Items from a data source
============

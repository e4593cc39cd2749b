//! Handlers for donation campaigns.

use axum::extract::{Path, Query, State};
use axum::http::StatusCode;
use axum::response::IntoResponse;
use axum::Json;
use petcare_core::donation::validate_campaign_target;
use petcare_core::error::CoreError;
use petcare_core::search::{clamp_limit, clamp_offset, DEFAULT_LIST_LIMIT, MAX_LIST_LIMIT};
use petcare_core::types::DbId;
use petcare_db::models::campaign::{CreateCampaign, DonationCampaign, UpdateCampaign};
use petcare_db::repositories::{CampaignRepo, DonationRepo};
use serde::Deserialize;
use validator::Validate;

use crate::error::{AppError, AppResult};
use crate::middleware::auth::AuthUser;
use crate::query::PaginationParams;
use crate::response::{DataResponse, MessageResponse};
use crate::state::AppState;

#[derive(Debug, Deserialize)]
pub struct SetPaused {
    pub paused: bool,
}

// ---------------------------------------------------------------------------
// Helpers
// ---------------------------------------------------------------------------

async fn find_campaign(state: &AppState, id: DbId) -> AppResult<DonationCampaign> {
    CampaignRepo::find_by_id(&state.pool, id)
        .await?
        .ok_or_else(|| AppError::Core(CoreError::not_found("DonationCampaign", id)))
}

async fn owned_campaign(state: &AppState, user: &AuthUser, id: DbId) -> AppResult<DonationCampaign> {
    let campaign = find_campaign(state, id).await?;
    user.ensure_is(&campaign.owner_email)?;
    Ok(campaign)
}

// ---------------------------------------------------------------------------
// Handlers
// ---------------------------------------------------------------------------

/// GET /campaigns?limit=&offset=
///
/// Campaigns that are accepting donations, newest first.
pub async fn list_active(
    State(state): State<AppState>,
    Query(params): Query<PaginationParams>,
) -> AppResult<impl IntoResponse> {
    let limit = clamp_limit(params.limit, DEFAULT_LIST_LIMIT, MAX_LIST_LIMIT);
    let offset = clamp_offset(params.offset);
    let campaigns = CampaignRepo::list_active(&state.pool, limit, offset).await?;
    Ok(Json(DataResponse { data: campaigns }))
}

/// GET /campaigns/{id}
pub async fn get_by_id(
    State(state): State<AppState>,
    Path(id): Path<DbId>,
) -> AppResult<impl IntoResponse> {
    let campaign = find_campaign(&state, id).await?;
    Ok(Json(DataResponse { data: campaign }))
}

/// POST /campaigns
pub async fn create(
    State(state): State<AppState>,
    user: AuthUser,
    Json(input): Json<CreateCampaign>,
) -> AppResult<impl IntoResponse> {
    input.validate()?;
    validate_campaign_target(input.max_donation_cents).map_err(CoreError::Validation)?;

    let campaign = CampaignRepo::create(&state.pool, &user.email, &input).await?;
    tracing::info!(campaign_id = campaign.id, owner = %user.email, "Donation campaign created");
    Ok((StatusCode::CREATED, Json(MessageResponse::success(campaign))))
}

/// PUT /campaigns/{id}
///
/// Update the caller's campaign. The target may not drop below what has
/// already been donated.
pub async fn update(
    State(state): State<AppState>,
    user: AuthUser,
    Path(id): Path<DbId>,
    Json(input): Json<UpdateCampaign>,
) -> AppResult<impl IntoResponse> {
    input.validate()?;
    let current = owned_campaign(&state, &user, id).await?;

    if let Some(target) = input.max_donation_cents {
        validate_campaign_target(target).map_err(CoreError::Validation)?;
        if target < current.donated_cents {
            return Err(AppError::Core(CoreError::Validation(format!(
                "Campaign target cannot be below the {} cents already donated",
                current.donated_cents
            ))));
        }
    }

    let campaign = CampaignRepo::update(&state.pool, id, &input)
        .await?
        .ok_or_else(|| AppError::Core(CoreError::not_found("DonationCampaign", id)))?;
    Ok(Json(DataResponse { data: campaign }))
}

/// PATCH /campaigns/{id}/pause
pub async fn set_paused(
    State(state): State<AppState>,
    user: AuthUser,
    Path(id): Path<DbId>,
    Json(input): Json<SetPaused>,
) -> AppResult<impl IntoResponse> {
    owned_campaign(&state, &user, id).await?;

    let campaign = CampaignRepo::set_paused(&state.pool, id, input.paused)
        .await?
        .ok_or_else(|| AppError::Core(CoreError::not_found("DonationCampaign", id)))?;
    tracing::info!(campaign_id = id, paused = input.paused, "Campaign pause state changed");
    Ok(Json(DataResponse { data: campaign }))
}

/// GET /my-campaigns
pub async fn list_mine(
    State(state): State<AppState>,
    user: AuthUser,
) -> AppResult<impl IntoResponse> {
    let campaigns = CampaignRepo::list_by_owner(&state.pool, &user.email).await?;
    Ok(Json(DataResponse { data: campaigns }))
}

/// GET /campaigns/{id}/donations
///
/// Donations received by the caller's campaign.
pub async fn list_donations(
    State(state): State<AppState>,
    user: AuthUser,
    Path(id): Path<DbId>,
) -> AppResult<impl IntoResponse> {
    owned_campaign(&state, &user, id).await?;
    let donations = DonationRepo::list_by_campaign(&state.pool, id).await?;
    Ok(Json(DataResponse { data: donations }))
}
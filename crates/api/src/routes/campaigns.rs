//! Route definitions for donation campaigns.

use axum::routing::{get, patch};
use axum::Router;

use crate::handlers::campaigns;
use crate::state::AppState;

/// ```text
/// GET   /campaigns                 -> list_active
/// POST  /campaigns                 -> create
/// GET   /campaigns/{id}            -> get_by_id
/// PUT   /campaigns/{id}            -> update
/// PATCH /campaigns/{id}/pause      -> set_paused
/// GET   /campaigns/{id}/donations  -> list_donations
/// GET   /my-campaigns              -> list_mine
/// ```
pub fn router() -> Router<AppState> {
    Router::new()
        .route(
            "/campaigns",
            get(campaigns::list_active).post(campaigns::create),
        )
        .route(
            "/campaigns/{id}",
            get(campaigns::get_by_id).put(campaigns::update),
        )
        .route("/campaigns/{id}/pause", patch(campaigns::set_paused))
        .route("/campaigns/{id}/donations", get(campaigns::list_donations))
        .route("/my-campaigns", get(campaigns::list_mine))
}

============

Could you return every record above exactly as written?

- _Response_
repository e4593cc39cd2749b
//! Handlers for donation campaigns.

use axum::extract::{Path, Query, State};
use axum::http::StatusCode;
use axum::response::IntoResponse;
use axum::Json;
use petcare_core::donation::validate_campaign_target;
use petcare_core::error::CoreError;
use petcare_core::search::{clamp_limit, clamp_offset, DEFAULT_LIST_LIMIT, MAX_LIST_LIMIT};
use petcare_core::types::DbId;
use petcare_db::models::campaign::{CreateCampaign, DonationCampaign, UpdateCampaign};
use petcare_db::repositories::{CampaignRepo, DonationRepo};
use serde::Deserialize;
use validator::Validate;

use crate::error::{AppError, AppResult};
use crate::middleware::auth::AuthUser;
use crate::query::PaginationParams;
use crate::response::{DataResponse, MessageResponse};
use crate::state::AppState;

#[derive(Debug, Deserialize)]
pub struct SetPaused {
    pub paused: bool,
}

// ---------------------------------------------------------------------------
// Helpers
// ---------------------------------------------------------------------------

async fn find_campaign(state: &AppState, id: DbId) -> AppResult<DonationCampaign> {
    CampaignRepo::find_by_id(&state.pool, id)
        .await?
        .ok_or_else(|| AppError::Core(CoreError::not_found("DonationCampaign", id)))
}

async fn owned_campaign(state: &AppState, user: &AuthUser, id: DbId) -> AppResult<DonationCampaign> {
    let campaign = find_campaign(state, id).await?;
    user.ensure_is(&campaign.owner_email)?;
    Ok(campaign)
}

// ---------------------------------------------------------------------------
// Handlers
// ---------------------------------------------------------------------------

/// GET /campaigns?limit=&offset=
///
/// Campaigns that are accepting donations, newest first.
pub async fn list_active(
    State(state): State<AppState>,
    Query(params): Query<PaginationParams>,
) -> AppResult<impl IntoResponse> {
    let limit = clamp_limit(params.limit, DEFAULT_LIST_LIMIT, MAX_LIST_LIMIT);
    let offset = clamp_offset(params.offset);
    let campaigns = CampaignRepo::list_active(&state.pool, limit, offset).await?;
    Ok(Json(DataResponse { data: campaigns }))
}

/// GET /campaigns/{id}
pub async fn get_by_id(
    State(state): State<AppState>,
    Path(id): Path<DbId>,
) -> AppResult<impl IntoResponse> {
    let campaign = find_campaign(&state, id).await?;
    Ok(Json(DataResponse { data: campaign }))
}

/// POST /campaigns
pub async fn create(
    State(state): State<AppState>,
    user: AuthUser,
    Json(input): Json<CreateCampaign>,
) -> AppResult<impl IntoResponse> {
    input.validate()?;
    validate_campaign_target(input.max_donation_cents).map_err(CoreError::Validation)?;

    let campaign = CampaignRepo::create(&state.pool, &user.email, &input).await?;
    tracing::info!(campaign_id = campaign.id, owner = %user.email, "Donation campaign created");
    Ok((StatusCode::CREATED, Json(MessageResponse::success(campaign))))
}

/// PUT /campaigns/{id}
///
/// Update the caller's campaign. The target may not drop below what has
/// already been donated.
pub async fn update(
    State(state): State<AppState>,
    user: AuthUser,
    Path(id): Path<DbId>,
    Json(input): Json<UpdateCampaign>,
) -> AppResult<impl IntoResponse> {
    input.validate()?;
    let current = owned_campaign(&state, &user, id).await?;

    if let Some(target) = input.max_donation_cents {
        validate_campaign_target(target).map_err(CoreError::Validation)?;
        if target < current.donated_cents {
            return Err(AppError::Core(CoreError::Validation(format!(
                "Campaign target cannot be below the {} cents already donated",
                current.donated_cents
            ))));
        }
    }

    let campaign = CampaignRepo::update(&state.pool, id, &input)
        .await?
        .ok_or_else(|| AppError::Core(CoreError::not_found("DonationCampaign", id)))?;
    Ok(Json(DataResponse { data: campaign }))
}

/// PATCH /campaigns/{id}/pause
pub async fn set_paused(
    State(state): State<AppState>,
    user: AuthUser,
    Path(id): Path<DbId>,
    Json(input): Json<SetPaused>,
) -> AppResult<impl IntoResponse> {
    owned_campaign(&state, &user, id).await?;

    let campaign = CampaignRepo::set_paused(&state.pool, id, input.paused)
        .await?
        .ok_or_else(|| AppError::Core(CoreError::not_found("DonationCampaign", id)))?;
    tracing::info!(campaign_id = id, paused = input.paused, "Campaign pause state changed");
    Ok(Json(DataResponse { data: campaign }))
}

/// GET /my-campaigns
pub async fn list_mine(
    State(state): State<AppState>,
    user: AuthUser,
) -> AppResult<impl IntoResponse> {
    let campaigns = CampaignRepo::list_by_owner(&state.pool, &user.email).await?;
    Ok(Json(DataResponse { data: campaigns }))
}

/// GET /campaigns/{id}/donations
///
/// Donations received by the caller's campaign.
pub async fn list_donations(
    State(state): State<AppState>,
    user: AuthUser,
    Path(id): Path<DbId>,
) -> AppResult<impl IntoResponse> {
    owned_campaign(&state, &user, id).await?;
    let donations = DonationRepo::list_by_campaign(&state.pool, id).await?;
    Ok(Json(DataResponse { data: donations }))
}
filename crates/api/src/routes/campaigns.rs
//! Route definitions for donation campaigns.

use axum::routing::{get, patch};
use axum::Router;

use crate::handlers::campaigns;
use crate::state::AppState;

/// ```text
/// GET   /campaigns                 -> list_active
/// POST  /campaigns                 -> create
/// GET   /campaigns/{id}            -> get_by_id
/// PUT   /campaigns/{id}            -> update
/// PATCH /campaigns/{id}/pause      -> set_paused
/// GET   /campaigns/{id}/donations  -> list_donations
/// GET   /my-campaigns              -> list_mine
/// ```
pub fn router() -> Router<AppState> {
    Router::new()
        .route(
            "/campaigns",
            get(campaigns::list_active).post(campaigns::create),
        )
        .route(
            "/campaigns/{id}",
            get(campaigns::get_by_id).put(campaigns::update),
        )
        .route("/campaigns/{id}/pause", patch(campaigns::set_paused))
        .route("/campaigns/{id}/donations", get(campaigns::list_donations))
        .route("/my-campaigns", get(campaigns::list_mine))
}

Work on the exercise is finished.